When I lived in Sheffield I met Philip Oakey a handful of times through some mutual friends, and once I asked him if he knew this album and what he thought of it. With his usual lack of airs (you can imagine how some stars wouldn't admit even to listening to tribute albums), he said he thought there were some really good versions on the album, and wondered aloud if perhaps he preferred some of them to the originals. I said I'd come to the album via The Magnetic Fields' involvement. Phil looked blank, and the conversation moved on. When I got home later that night I checked the album and saw that, although Stephin Merritt of The Magnetic Fields appears on three tracks, it is always under one of his other monikers. Hence blankness.
Merritt's tactics on the those tracks are a bit too predictably postmodern. He starts by covering The Human League covering someone else (the Get Carter film theme), and then the version of Don't You Want Me is a fairly close rendering of the original but with Merritt taking the female part and fellow band member Claudia Gonson singing the male part. Gender switches like this are one of his trademarks.

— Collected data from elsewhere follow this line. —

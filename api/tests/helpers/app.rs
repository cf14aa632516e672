use std::sync::Arc;

use api::auth::generate_jwt;
use api::auth::middleware::log_request;
use api::routes::routes;
use api::state::AppState;
use axum::{
    Router,
    body::Body,
    http::{Request, StatusCode},
    middleware::from_fn,
};
use chrono::{Local, NaiveTime};
use db::models::room_user::MembershipStatus;
use db::models::user::{self, UserRole};
use db::models::{attendance_schedule, room, room_user};
use db::test_utils::setup_test_db;
use sea_orm::DatabaseConnection;
use serde_json::Value;
use services::face::{DetectedFace, FaceDetector, FaceError, FaceWorkerPool};
use services::sweeper::{ReconciliationSweeper, SweepConfig};
use tower::ServiceExt;

/// `"bm9ib2R5"` (`nobody`) has no face; any other payload is one face
/// pointing along the first axis.
struct FixedDetector;

impl FaceDetector for FixedDetector {
    fn detect(&self, image: &[u8]) -> Result<Vec<DetectedFace>, FaceError> {
        if image == b"nobody" {
            return Ok(vec![]);
        }
        Ok(vec![DetectedFace {
            bbox: [0.0, 0.0, 64.0, 64.0].into(),
            embedding: vec![1.0, 0.0, 0.0],
        }])
    }
}

pub const FACE_IMAGE: &str = "ZmFjZQ==";
pub const NO_FACE_IMAGE: &str = "bm9ib2R5";

pub async fn make_test_app() -> (Router, AppState) {
    let db = setup_test_db().await;
    let faces = FaceWorkerPool::new(Arc::new(FixedDetector), 2);
    let sweeper = ReconciliationSweeper::new(db.clone(), SweepConfig::default());
    let state = AppState::new(db, faces, sweeper);

    let app = Router::new()
        .nest("/api", routes(state.clone()))
        .layer(from_fn(log_request));
    (app, state)
}

/// Sends one request and returns the status plus the parsed JSON body.
pub async fn call(
    app: &Router,
    method: &str,
    uri: &str,
    token: Option<&str>,
    body: Option<Value>,
) -> (StatusCode, Value) {
    let mut builder = Request::builder().method(method).uri(uri);
    if let Some(token) = token {
        builder = builder.header("Authorization", format!("Bearer {token}"));
    }
    let req = match body {
        Some(json) => builder
            .header("Content-Type", "application/json")
            .body(Body::from(json.to_string()))
            .unwrap(),
        None => builder.body(Body::empty()).unwrap(),
    };

    let response = app.clone().oneshot(req).await.unwrap();
    let status = response.status();
    let bytes = axum::body::to_bytes(response.into_body(), usize::MAX)
        .await
        .unwrap();
    let json = serde_json::from_slice(&bytes).unwrap_or(Value::Null);
    (status, json)
}

pub struct Classroom {
    pub teacher: user::Model,
    pub student: user::Model,
    pub outsider: user::Model,
    pub room: room::Model,
}

impl Classroom {
    pub fn teacher_token(&self) -> String {
        token_for(&self.teacher)
    }

    pub fn student_token(&self) -> String {
        token_for(&self.student)
    }

    pub fn outsider_token(&self) -> String {
        token_for(&self.outsider)
    }
}

pub fn token_for(u: &user::Model) -> String {
    generate_jwt(u.id, u.role).unwrap().0
}

async fn create_user(db: &DatabaseConnection, name: &str, role: UserRole) -> user::Model {
    user::Model::create(db, name, &format!("{name}@test.com"), "hash", name, "Tester", role)
        .await
        .unwrap()
}

/// A room with no geofence or face requirement, one accepted student and one
/// user who never joined.
pub async fn classroom(db: &DatabaseConnection, face_auth_required: bool) -> Classroom {
    let teacher = create_user(db, "teacher", UserRole::Teacher).await;
    let student = create_user(db, "student", UserRole::Student).await;
    let outsider = create_user(db, "outsider", UserRole::Student).await;
    let room = room::Model::create(
        db,
        teacher.id,
        "COS 301",
        "A",
        Some("Software engineering"),
        false,
        face_auth_required,
        None,
    )
    .await
    .unwrap();
    room_user::Model::join(db, room.id, student.id, MembershipStatus::Accepted)
        .await
        .unwrap();

    Classroom {
        teacher,
        student,
        outsider,
        room,
    }
}

/// A window covering the whole of today, so scans succeed whatever the clock
/// says.
pub async fn all_day_window(db: &DatabaseConnection, room: &room::Model) -> attendance_schedule::Model {
    attendance_schedule::Model::create(
        db,
        room.id,
        "All day",
        None,
        Local::now().date_naive(),
        NaiveTime::MIN,
        NaiveTime::from_hms_opt(23, 59, 59).unwrap(),
    )
    .await
    .unwrap()
}
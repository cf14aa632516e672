use std::time::Duration;

use reqwest::Client;
use serde::Deserialize;
use tokio::runtime::Handle;

use super::FaceError;
use super::matcher::normalize;

/// `[x1, y1, x2, y2]` in image pixels.
#[derive(Debug, Clone, Copy, PartialEq, Deserialize)]
#[serde(from = "[f32; 4]")]
pub struct BoundingBox {
    pub x1: f32,
    pub y1: f32,
    pub x2: f32,
    pub y2: f32,
}

impl From<[f32; 4]> for BoundingBox {
    fn from([x1, y1, x2, y2]: [f32; 4]) -> Self {
        Self { x1, y1, x2, y2 }
    }
}

impl BoundingBox {
    pub fn area(&self) -> f32 {
        (self.x2 - self.x1).max(0.0) * (self.y2 - self.y1).max(0.0)
    }
}

#[derive(Debug, Clone, PartialEq, Deserialize)]
pub struct DetectedFace {
    pub bbox: BoundingBox,
    pub embedding: Vec<f32>,
}

/// Model inference boundary. Implementations are blocking and CPU or I/O bound;
/// they are only ever called from [`super::FaceWorkerPool`] threads.
pub trait FaceDetector: Send + Sync {
    fn detect(&self, image: &[u8]) -> Result<Vec<DetectedFace>, FaceError>;
}

/// Runs detection and returns the L2-normalised embedding of the largest face.
///
/// Ties on area keep the first face reported by the detector.
pub fn extract_embedding(detector: &dyn FaceDetector, image: &[u8]) -> Result<Vec<f32>, FaceError> {
    let faces = detector.detect(image)?;
    let largest = faces
        .into_iter()
        .reduce(|best, face| {
            if face.bbox.area() > best.bbox.area() {
                face
            } else {
                best
            }
        })
        .ok_or(FaceError::NoFaceDetected)?;

    normalize(&largest.embedding)
}

#[derive(Deserialize)]
struct DetectResponse {
    faces: Vec<DetectedFace>,
}

/// Posts raw image bytes to an embedding service and parses
/// `{"faces": [{"bbox": [x1, y1, x2, y2], "embedding": [..]}]}`.
pub struct RemoteFaceDetector {
    client: Client,
    url: String,
    runtime: Handle,
}

impl RemoteFaceDetector {
    /// Must be called from within a Tokio runtime; requests are driven on it.
    pub fn new(url: impl Into<String>, timeout: Duration) -> Result<Self, FaceError> {
        let client = Client::builder()
            .timeout(timeout)
            .gzip(true)
            .build()
            .map_err(|e| FaceError::Model(format!("Failed to build HTTP client: {e}")))?;
        let runtime = Handle::try_current()
            .map_err(|e| FaceError::Model(format!("No async runtime for face detector: {e}")))?;

        Ok(Self {
            client,
            url: url.into(),
            runtime,
        })
    }

    async fn fetch(&self, image: Vec<u8>) -> Result<Vec<DetectedFace>, FaceError> {
        let response = self
            .client
            .post(&self.url)
            .header(reqwest::header::CONTENT_TYPE, "application/octet-stream")
            .body(image)
            .send()
            .await
            .and_then(|r| r.error_for_status())
            .map_err(|e| FaceError::Model(format!("Face service request failed: {e}")))?;

        let body: DetectResponse = response
            .json()
            .await
            .map_err(|e| FaceError::Model(format!("Malformed face service response: {e}")))?;

        Ok(body.faces)
    }
}

impl FaceDetector for RemoteFaceDetector {
    fn detect(&self, image: &[u8]) -> Result<Vec<DetectedFace>, FaceError> {
        self.runtime.block_on(self.fetch(image.to_vec()))
    }
}

#[cfg(test)]
mod tests {
    use super::*;

    struct Fixed(Vec<DetectedFace>);

    impl FaceDetector for Fixed {
        fn detect(&self, _image: &[u8]) -> Result<Vec<DetectedFace>, FaceError> {
            Ok(self.0.clone())
        }
    }

    fn face(bbox: [f32; 4], embedding: Vec<f32>) -> DetectedFace {
        DetectedFace {
            bbox: bbox.into(),
            embedding,
        }
    }

    #[test]
    fn picks_largest_face_and_normalises() {
        let detector = Fixed(vec![
            face([0.0, 0.0, 10.0, 10.0], vec![1.0, 0.0]),
            face([5.0, 5.0, 55.0, 65.0], vec![0.0, 2.0]),
            face([0.0, 0.0, 20.0, 20.0], vec![3.0, 4.0]),
        ]);
        assert_eq!(extract_embedding(&detector, b"img").unwrap(), vec![0.0, 1.0]);
    }

    #[test]
    fn no_faces_is_an_error() {
        let detector = Fixed(vec![]);
        assert!(matches!(
            extract_embedding(&detector, b"img"),
            Err(FaceError::NoFaceDetected)
        ));
    }

    #[test]
    fn parses_service_payload() {
        let body = r#"{"faces":[{"bbox":[1,2,11,22],"embedding":[0.1,0.2]}]}"#;
        let parsed: DetectResponse = serde_json::from_str(body).unwrap();
        assert_eq!(parsed.faces.len(), 1);
        assert_eq!(parsed.faces[0].bbox.area(), 200.0);
    }
}
use chrono::{DateTime, Utc};
use sea_orm::ActiveValue::Set;
use sea_orm::entity::prelude::*;
use serde::Serialize;

/// A user's enrolled face templates: an ordered list of unit-normalised vectors,
/// one per enrollment image. Each vector is compared on its own at scan time.
#[derive(Clone, Debug, PartialEq, DeriveEntityModel, Serialize)]
#[sea_orm(table_name = "face_embeddings")]
pub struct Model {
    #[sea_orm(primary_key)]
    pub id: i64,
    #[sea_orm(unique)]
    pub user_id: i64,
    /// JSON array of arrays of floats.
    #[serde(skip_serializing)]
    pub embeddings: Json,
    pub created_at: DateTime<Utc>,
    pub updated_at: DateTime<Utc>,
}

#[derive(Copy, Clone, Debug, EnumIter, DeriveRelation)]
pub enum Relation {
    #[sea_orm(
        belongs_to = "super::user::Entity",
        from = "Column::UserId",
        to = "super::user::Column::Id",
        on_delete = "Cascade"
    )]
    User,
}

impl Related<super::user::Entity> for Entity {
    fn to() -> RelationDef {
        Relation::User.def()
    }
}

impl ActiveModelBehavior for ActiveModel {}

impl Model {
    pub async fn find_by_user<C: ConnectionTrait>(
        db: &C,
        user_id: i64,
    ) -> Result<Option<Model>, DbErr> {
        Entity::find()
            .filter(Column::UserId.eq(user_id))
            .one(db)
            .await
    }

    pub async fn create(db: &DbConn, user_id: i64, vectors: &[Vec<f32>]) -> Result<Model, DbErr> {
        let now = Utc::now();
        ActiveModel {
            user_id: Set(user_id),
            embeddings: Set(encode(vectors)?),
            created_at: Set(now),
            updated_at: Set(now),
            ..Default::default()
        }
        .insert(db)
        .await
    }

    /// Replaces the stored vectors of an existing set.
    pub async fn replace(db: &DbConn, id: i64, vectors: &[Vec<f32>]) -> Result<Model, DbErr> {
        ActiveModel {
            id: Set(id),
            embeddings: Set(encode(vectors)?),
            updated_at: Set(Utc::now()),
            ..Default::default()
        }
        .update(db)
        .await
    }

    /// Decodes the stored vectors in enrollment order.
    pub fn vectors(&self) -> Result<Vec<Vec<f32>>, DbErr> {
        serde_json::from_value(self.embeddings.clone()).map_err(|e| {
            DbErr::Custom(format!(
                "Corrupt face embeddings for user {}: {e}",
                self.user_id
            ))
        })
    }
}

fn encode(vectors: &[Vec<f32>]) -> Result<Json, DbErr> {
    serde_json::to_value(vectors)
        .map_err(|e| DbErr::Custom(format!("Failed to encode face embeddings: {e}")))
}
#[derive(Debug, Clone)]
pub struct TakeAttendance {
    pub room_id: i64,
    pub token: String,
    /// Degrees. Only read, and only validated, when the room enforces a geofence.
    pub latitude: Option<f64>,
    pub longitude: Option<f64>,
    /// Base64 image, optionally as a data URL.
    pub image: Option<String>,
}

#[derive(Debug, Clone, PartialEq, Serialize)]
pub struct AttendanceOutcome {
    pub schedule_id: i64,
    pub status: AttendanceStatus,
    pub taken_at: NaiveDateTime,
    /// Best face similarity, when face authentication ran.
    pub score: Option<f32>,
    /// Distance from the geofence centre in metres, when the geofence ran.
    pub distance_m: Option<f64>,
}

/// What a scanned room QR code reveals before the student commits to a scan.
#[derive(Debug, Clone, PartialEq, Default, Serialize)]
pub struct RoomPreview {
    pub room_id: i64,
    pub class_name: String,
    pub section: String,
    pub description: Option<String>,
    pub geofence_required: bool,
    pub face_auth_required: bool,
    pub archived: bool,
}

impl From<&room::Model> for RoomPreview {
    fn from(room: &room::Model) -> Self {
        Self {
            room_id: room.id,
            class_name: room.class_name.clone(),
            section: room.section.clone(),
            description: room.description.clone(),
            geofence_required: room.geofence_required,
            face_auth_required: room.face_auth_required,
            archived: room.archived,
        }
    }
}

#[derive(Clone)]
pub struct AttendanceService {
    db: DatabaseConnection,
    tokens: Arc<dyn TokenResolver>,
    faces: FaceWorkerPool,
    policy: AttendancePolicy,
}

The track that has always stood out for me on this album is Baxendale's (Keep Feeling) Fascination. As well as an infectious energy, they add more layers to the song, first with their cheeky tapes of teenage girls leaving obsessive crush messages on Phil Oakey's answerphone, and then rapping a wistful little commentary over the end of the song, an elegy to the days of seeing The Human League on Top of the Pops. For my 38th birthday I cajoled my friends into going to see Baxendale at the Spitz on Commercial Street. I'm sure I heard somewhere that they've split since then.
The track by Garlands is quite amusing for taking The Human League at their most off-centre — Being Boiled — and turning it into a jangly pop tune. But, like much of the album, it's a bit of a one-line joke. See, I'm not as generous in my praise as Philip Oakey.